The New York Times opines that the United States is "the wrong place to be chronically ill." At one level, I have no cause to complain: I have good health insurance, and my health costs, and those of my family, are well covered.

But.

The Mate, The Offspring, and I all have chronic illnesses, and the co-payments start to add up. Between us, we take eight medications a day year-round -- more when things flare up. There's seldom a month when one of us isn't in a doctor's office at least once, and we're all too familiar with the emergency room. Fortunately, when The Offspring's breathing gets particularly bad, I don't have to worry about how I'm going to make the $50 ER co-payment.

Does the insurance company perhaps think they can discourage me from visiting the ER by making the co-payment five times the cost of a regular doctor's visit? If that's the rationale, it's just plain cruel. If I'm laboring to breathe at 3 a.m. on Saturday, do they want me to contemplate waiting until Monday morning to see a doctor? If The Mate has a seizure in the middle of the night and hits his head, do they want him to wait until morning to get checked out? Please.

The other problem involves getting the insurance company actually to pay for health care. In the end, they always do. But because I work in New Jersey and live (and generally seek health care) in New York, submission of claims always seems to be getting fouled up.

Last year, The Doc prescribed a new medication for reflux, since the one I was taking wasn't doing the job. Then he had to make a phone call to the insurance company to reassure them that I had already tried the first one. No, they wouldn't take my word for it.
(Yes, I've cut back on tomatoes, coffee, and citrus. No, I don't go to bed with a full stomach. No, I hardly ever drink alcohol, so there's not really anything to cut back.)
Once a month or so, The Mate spends at least half a day on the phone with health care providers, the insurance company, and collection agencies trying to get everything sorted out.

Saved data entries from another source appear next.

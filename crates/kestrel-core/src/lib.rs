// ============================================
// File: crates/kestrel-core/src/lib.rs
// ============================================
//! # Kestrel Core - Handshake & Packet Protection
//!
//! ## Creation Reason
//! The cryptographic core of a kestrel connection: encryption levels, the
//! handshake that installs them, and authenticated seal/open of every
//! packet.
//!
//! ## Main Functionality
//!
//! ### Protocol Module ([`protocol`])
//! - `EncryptionLevel` and its total order
//! - Handshake messages, codec and framing
//! - Version lists passed explicitly to each connection
//!
//! ### Crypto Module ([`crypto`])
//! - Key types (`IdentityKeyPair`, `StaticKeyPair`, `EphemeralKeyPair`)
//! - Per-level key schedule (HKDF-SHA256)
//! - Packet protection (ChaCha20-Poly1305, null protection)
//! - Default client and server handshake engines
//!
//! ### Setup Module ([`setup`])
//! - `CryptoSetup`: open, seal, forced-level seal, sealing lock
//! - `handle_crypto_stream`: handshake loop
//! - `DiversificationNonce`
//!
//! ## Architecture Position
//! ```text
//! ┌─────────────────────────────────────────────────────┐
//! │              kestrel-session                        │
//! │                    │                                │
//! │         ┌──────────┴──────────┐                     │
//! │         ▼                     ▼                     │
//! │   kestrel-core   ───►  kestrel-transport            │
//! │   You are here               │                      │
//! │         │                    │                      │
//! │         └──────────┬─────────┘                      │
//! │                    ▼                                │
//! │             kestrel-common                          │
//! └─────────────────────────────────────────────────────┘
//! ```
//!
//! ## Security Guarantees
//! - **Confidentiality**: ChaCha20-Poly1305 at `Secure` and above
//! - **Authenticity**: Ed25519 signatures over the handshake transcript
//! - **Forward Secrecy**: ephemeral X25519 for `ForwardSecure`
//! - **Nonce Uniqueness**: nonce = level IV XOR packet number
//!
//! ## ⚠️ Important Note for Next Developer
//! - ALL cryptographic code uses audited RustCrypto/dalek crates
//! - ALL keys MUST implement Zeroize
//! - Levels only move forward; installed keys are never replaced
//!
//! ## Last Modified
//! v0.1.0 - Initial implementation

#![warn(missing_docs)]
#![warn(clippy::all)]
#![warn(clippy::pedantic)]
#![allow(clippy::module_name_repetitions)]

pub mod crypto;
pub mod error;
pub mod protocol;
pub mod setup;

pub use crypto::{ClientHandshake, IdentityKeyPair, ServerHandshake, StaticKeyPair};
pub use error::{CoreError, Result};
pub use protocol::{EncryptionLevel, SupportedVersions, Version};
pub use setup::{
    CryptoSetup, CryptoSetupConfig, DiversificationNonce, HandshakeEngine, OpenPolicy,
    SealingGuard,
};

That's a lot of lost productivity, in economist-speak.

And another thing.

People (insurers, big pharma) shouldn't be making fortunes off of health care. That's just wrong. The money should be going into the system, not into executives' second and third homes.

1 comment:

  1. I think of weird stuff while I run, and the other day it was that if we made the average American income, there is no way we could afford our company sponsored health care. We have got to have some major change here.